● MATERIAL FOR THIS EXERCISE

use super::keys::{action_for_key, KeyAction};
use picker_core::{PickerConfig, PickerController, PickerEvent};
use std::cell::RefCell;
use std::rc::Rc;
use wasm_bindgen::JsCast;
use web_sys as web;

/// Translates a key action into the event the controller understands.
/// Quick slots past the configured list map to nothing.
pub fn event_for_action(action: KeyAction, config: &PickerConfig) -> Option<PickerEvent> {
    let domain = &config.domain;
    match action {
        KeyAction::Steps(n) => Some(PickerEvent::Nudge(n * domain.step())),
        KeyAction::ToMin => Some(PickerEvent::Select(domain.min())),
        KeyAction::ToMax => Some(PickerEvent::Select(domain.max())),
        KeyAction::Quick(slot) => config.quick_values.get(slot).copied().map(PickerEvent::Select),
    }
}

pub fn handle_keydown(ev: &web::KeyboardEvent, picker: &Rc<RefCell<PickerController>>) {
    let key = ev.key();
    let Some(action) = action_for_key(&key, ev.shift_key()) else {
        return;
    };
    let mut picker = picker.borrow_mut();
    let Some(event) = event_for_action(action, picker.config()) else {
        return;
    };
    log::debug!("[keys] {} -> {:?}", key, event);
    picker.handle(event);
    ev.prevent_default();
}

pub fn wire_keydown(picker: Rc<RefCell<PickerController>>) {
    if let Some(window) = web::window() {
        let closure =
            wasm_bindgen::closure::Closure::wrap(Box::new(move |ev: web::KeyboardEvent| {
                handle_keydown(&ev, &picker);
            }) as Box<dyn FnMut(_)>);
        _ = window.add_event_listener_with_callback("keydown", closure.as_ref().unchecked_ref());
        closure.forget();
    }
}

● DIRECTIONS FOR THIS TASK
Find the string "PickerController" in the listing and return every line that holds it.

● TASK ANSWER
use picker_core::{PickerConfig, PickerController, PickerEvent};
pub fn handle_keydown(ev: &web::KeyboardEvent, picker: &Rc<RefCell<PickerController>>) {
pub fn wire_keydown(picker: Rc<RefCell<PickerController>>) {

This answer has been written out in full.